Le danseur fantasque

Juan Manuel Fernández Montoya, surnommé Farruquito, appartient à la lignée du guitariste Ramón Montoya et du bailaor El Farruco, son fameux grand-père. La farruca, dont dérivent les sobriquets, étant cette danse paysanne que Félix El Loco transmit à Massine pour les besoins du ballet Le Tricorne (1919). Du patriarche, Farruquito a hérité non seulement la technique mais de la finesse stylistique. Notre amie Jana Boková voue un culte au danseur, qu’elle découvrit encore enfant, au milieu de son clan, et qu’elle capta dans son documentaire poétique Un voyage andalou (1991).
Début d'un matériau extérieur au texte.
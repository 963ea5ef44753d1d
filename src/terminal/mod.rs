//! Line-oriented chat front end.
//!
//! Reads commands from stdin and drives the [`ConversationStore`]; the
//! transcript is redrawn from the store's snapshot stream, so replies show up
//! while the prompt stays usable.

pub mod command;
pub mod render;

pub use command::{Command, CommandError};
pub use render::Renderer;

use std::io::Write;
use std::sync::Arc;

use anyhow::Context;
use tokio::io::{AsyncBufRead, AsyncBufReadExt, BufReader};
use tokio::task::{JoinError, JoinSet};

use crate::conversations::{ConversationStore, SubmitOutcome};

/// Printed when a line arrives while the previous one is still being answered.
pub const BUSY_NOTICE: &str = "  wingman is still answering, wait for the reply";

/// Run the interactive loop on stdin/stdout until `/quit` or end of input.
///
/// # Errors
/// Returns an error if reading stdin or writing stdout fails.
pub async fn run(store: &Arc<ConversationStore>) -> anyhow::Result<()> {
    let input = BufReader::new(tokio::io::stdin());
    drive(store, input, &mut std::io::stdout()).await
}

async fn drive<R, W>(store: &Arc<ConversationStore>, input: R, out: &mut W) -> anyhow::Result<()>
where
    R: AsyncBufRead + Unpin + Send,
    W: Write + Send,
{
    let mut renderer = Renderer::default();
    let mut submissions = JoinSet::new();

    let interacted = interact(store, input, &mut renderer, &mut submissions, out).await;
    // Submissions cannot be cancelled; every one must land so it gets saved.
    let settled = settle(&mut submissions, out).await;
    interacted?;
    settled?;

    let snapshot = store.snapshot();
    renderer.render(&snapshot, out)?;
    writeln!(out, "{}", snapshot.language.translations().quit)?;
    Ok(())
}

async fn interact<R, W>(
    store: &Arc<ConversationStore>,
    input: R,
    renderer: &mut Renderer,
    submissions: &mut JoinSet<SubmitOutcome>,
    out: &mut W,
) -> anyhow::Result<()>
where
    R: AsyncBufRead + Unpin + Send,
    W: Write + Send,
{
    let mut updates = store.subscribe();
    let mut lines = input.lines();

    let initial = updates.borrow_and_update().clone();
    writeln!(out, "{}  (/help)", initial.language.translations().placeholder)?;
    renderer.render(&initial, out)?;

    loop {
        tokio::select! {
            line = lines.next_line() => {
                let Some(line) = line.context("failed to read input")? else {
                    return Ok(());
                };
                match command::parse(&line) {
                    Ok(Some(Command::Quit)) => return Ok(()),
                    Ok(Some(command)) => dispatch(store, command, submissions, out).await?,
                    Ok(None) => {}
                    Err(err) => writeln!(out, "  {err}")?,
                }
            }
            changed = updates.changed() => {
                if changed.is_err() {
                    return Ok(());
                }
                let snapshot = updates.borrow_and_update().clone();
                renderer.render(&snapshot, out)?;
            }
            Some(joined) = submissions.join_next() => report(joined, out)?,
        }
    }
}

/// Wait for every submission still running.
async fn settle<W: Write + Send>(
    submissions: &mut JoinSet<SubmitOutcome>,
    out: &mut W,
) -> anyhow::Result<()> {
    if !submissions.is_empty() {
        tracing::info!(count = submissions.len(), "waiting for pending replies before leaving");
    }

    let mut first_error = None;
    while let Some(joined) = submissions.join_next().await {
        let reported = report(joined, out);
        if first_error.is_none() {
            first_error = reported.err();
        }
    }
    first_error.map_or(Ok(()), Err)
}

fn report<W: Write>(joined: Result<SubmitOutcome, JoinError>, out: &mut W) -> anyhow::Result<()> {
    let outcome = joined.context("submission task failed")?;
    tracing::debug!(?outcome, "submission settled");
    if outcome == SubmitOutcome::Ignored {
        writeln!(out, "{BUSY_NOTICE}")?;
    }
    Ok(())
}

async fn dispatch<W: Write + Send>(
    store: &Arc<ConversationStore>,
    command: Command,
    submissions: &mut JoinSet<SubmitOutcome>,
    out: &mut W,
) -> anyhow::Result<()> {
    let snapshot = store.snapshot();
    let t = snapshot.language.translations();

    match command {
        Command::Say(text) => submit(store, submissions, text, None),
        Command::QuickAirbnb => {
            submit(store, submissions, String::new(), Some(t.quick_action_airbnb));
        }
        Command::QuickActivities => {
            submit(store, submissions, String::new(), Some(t.quick_action_activities));
        }
        Command::New => {
            writeln!(out, "{}", t.new_flight)?;
            store.new_conversation().await;
        }
        Command::List => render::write_list(&snapshot, out)?,
        Command::Open(position) => {
            if let Err(err) = store.select_conversation(position.saturating_sub(1)).await {
                writeln!(out, "  {err}")?;
            }
        }
        Command::Delete(position) => {
            let Some(conversation) = snapshot.conversations.get(position.saturating_sub(1))
            else {
                writeln!(out, "  no flight #{position}")?;
                return Ok(());
            };
            match store.delete_conversation(conversation.id).await {
                Ok(_) => writeln!(out, "  deleted: {}", conversation.title)?,
                Err(err) => writeln!(out, "  {err}")?,
            }
        }
        Command::Lang(language) => {
            store.set_language(language).await;
            writeln!(out, "  language: {language}")?;
        }
        Command::Help => writeln!(out, "{}", command::HELP)?,
        Command::Quit => {}
    }
    Ok(())
}

fn submit(
    store: &Arc<ConversationStore>,
    submissions: &mut JoinSet<SubmitOutcome>,
    text: String,
    explicit: Option<&'static str>,
) {
    let store = Arc::clone(store);
    submissions.spawn(async move { store.submit_message(&text, explicit).await });
}

#[cfg(test)]
mod tests {
    use std::time::Duration;

    use super::*;
    use crate::chat::{ChatClient, ChatError, ChatFuture, ChatRequest, ChatResponse, ChatResult};
    use crate::conversations::{ERROR_MESSAGE, MemoryStorage, StoreOptions};
    use crate::i18n::Language;

    struct EchoClient;

    impl ChatClient for EchoClient {
        fn send(&self, request: ChatRequest) -> ChatFuture<'_, ChatResult<ChatResponse>> {
            Box::pin(async move {
                if request.message == "fail" {
                    return Err(ChatError::Status(502));
                }
                Ok(ChatResponse {
                    answer: format!("echo {}", request.message),
                    session_id: None,
                })
            })
        }
    }

    struct SlowClient;

    impl ChatClient for SlowClient {
        fn send(&self, request: ChatRequest) -> ChatFuture<'_, ChatResult<ChatResponse>> {
            Box::pin(async move {
                tokio::time::sleep(Duration::from_millis(300)).await;
                Ok(ChatResponse {
                    answer: format!("late {}", request.message),
                    session_id: None,
                })
            })
        }
    }

    async fn store_with(
        storage: MemoryStorage,
        client: Arc<dyn ChatClient>,
    ) -> Arc<ConversationStore> {
        Arc::new(
            ConversationStore::initialize(Box::new(storage), client, StoreOptions::default()).await,
        )
    }

    async fn next_outcome(submissions: &mut JoinSet<SubmitOutcome>) -> SubmitOutcome {
        submissions.join_next().await.unwrap().unwrap()
    }

    #[tokio::test]
    async fn test_dispatch_quick_action_uses_current_language() {
        let store = store_with(MemoryStorage::new(), Arc::new(EchoClient)).await;
        let mut submissions = JoinSet::new();
        let mut out = Vec::new();

        dispatch(&store, Command::Lang(Language::Fr), &mut submissions, &mut out)
            .await
            .unwrap();
        dispatch(&store, Command::QuickAirbnb, &mut submissions, &mut out)
            .await
            .unwrap();
        assert_eq!(next_outcome(&mut submissions).await, SubmitOutcome::Answered);

        let snapshot = store.snapshot();
        let messages = &snapshot.conversations[0].messages;
        assert_eq!(messages[1].text, Language::Fr.translations().quick_action_airbnb);
        assert_eq!(
            messages[2].text,
            format!("echo {}", Language::Fr.translations().quick_action_airbnb)
        );
    }

    #[tokio::test]
    async fn test_dispatch_positions_are_one_based() {
        let store = store_with(MemoryStorage::new(), Arc::new(EchoClient)).await;
        let mut submissions = JoinSet::new();
        let mut out = Vec::new();

        dispatch(&store, Command::New, &mut submissions, &mut out).await.unwrap();
        dispatch(&store, Command::Open(2), &mut submissions, &mut out).await.unwrap();
        assert_eq!(store.snapshot().active_index, 1);

        dispatch(&store, Command::Delete(1), &mut submissions, &mut out).await.unwrap();
        assert_eq!(store.snapshot().conversations.len(), 1);
        assert_eq!(store.snapshot().active_index, 0);

        dispatch(&store, Command::Open(5), &mut submissions, &mut out).await.unwrap();
        dispatch(&store, Command::Delete(5), &mut submissions, &mut out).await.unwrap();
        let text = String::from_utf8(out).unwrap();
        assert!(text.contains("deleted: New Mission"));
        assert!(text.contains("out of range"));
        assert!(text.contains("no flight #5"));
        assert!(submissions.is_empty());
    }

    #[tokio::test]
    async fn test_dispatch_failure_shows_error_notice() {
        let store = store_with(MemoryStorage::new(), Arc::new(EchoClient)).await;
        let mut submissions = JoinSet::new();
        let mut out = Vec::new();

        dispatch(&store, Command::Say("fail".to_string()), &mut submissions, &mut out)
            .await
            .unwrap();
        assert_eq!(next_outcome(&mut submissions).await, SubmitOutcome::Failed);
        assert_eq!(
            store.snapshot().conversations[0].messages.last().map(|m| m.text.as_str()),
            Some(ERROR_MESSAGE)
        );
    }

    #[tokio::test(start_paused = true)]
    async fn test_settle_waits_for_reply_behind_ignored_line() {
        let storage = MemoryStorage::new();
        let store = store_with(storage.clone(), Arc::new(SlowClient)).await;
        let mut updates = store.subscribe();
        let mut submissions = JoinSet::new();
        let mut out = Vec::new();

        dispatch(&store, Command::Say("a".to_string()), &mut submissions, &mut out)
            .await
            .unwrap();
        updates.wait_for(|s| s.pending).await.unwrap();
        dispatch(&store, Command::Say("b".to_string()), &mut submissions, &mut out)
            .await
            .unwrap();

        settle(&mut submissions, &mut out).await.unwrap();

        assert!(submissions.is_empty());
        assert!(String::from_utf8(out).unwrap().contains(BUSY_NOTICE));
        assert!(!store.snapshot().pending);
        let persisted = storage.payload().await.unwrap();
        assert!(persisted.contains("late a"));
        assert!(!persisted.contains("late b"));
    }

    #[tokio::test(start_paused = true)]
    async fn test_drive_lands_reply_before_leaving() {
        let storage = MemoryStorage::new();
        let store = store_with(storage.clone(), Arc::new(SlowClient)).await;
        let mut out = Vec::new();

        drive(&store, &b"Tokyo\n/quit\n"[..], &mut out).await.unwrap();

        let text = String::from_utf8(out).unwrap();
        assert!(text.contains("── ✈️  Tokyo ──"));
        assert!(text.contains("you › Tokyo"));
        assert!(text.contains("wingman › late Tokyo"));
        assert!(text.trim_end().ends_with(Language::En.translations().quit));
        assert!(storage.payload().await.unwrap().contains("late Tokyo"));
    }
}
Nous n’avions pu vérifier les dires de Jana à La Villette, il y a quelques années, le jeune homme nous ayant fait faux bond pour « raisons techniques ». Aux qualités attendues, il convient d’en ajouter quelques autres : la vélocité d’un Tadej Pagacar ou d’un Kylian Mbappé, l’imprévisibilité totale une fois sur le plateau et la générosité absolue.

Le clinquant d’une veste Op Art à pois blancs sur fond sombre, taillée à sa mesure par le meilleur faiseur, le look « pirate des Caraïbes », mi-Douglas Fairbanks, mi-Errol Flynn, mi-Johnny Depp, ne sauraient tromper : il n’est pas signe d’un ego surdimensionné mais signal ou panneau de priorité. En pays landais, nulle promesse de Gascon n’étant de mise, l’artiste se doit d’assurer. Farruquito, prodige du baile, n’est pas du genre à attendre dans sa loge que vienne son tour. Il intervient, sans pour autant les interrompre, au milieu du set des chanteurs. Il dispense ses routines sans regarder à la dépense, virevolte, conclut un chant à son climax, surmotive, dynamise ses collègues, les entraîne dans la danse. Il les valorise, les fait se lever de leur chaise, évolue en duo avec eux, laisse El Pele au premier plan, sort Méndez de sa réserve. En solo, sans autre décorum que son corps, il démarre au quart de tour, donne des coups de pied de l’âne symboliques et défie du regard les démons de la danse. Tout, chez lui, sonne juste.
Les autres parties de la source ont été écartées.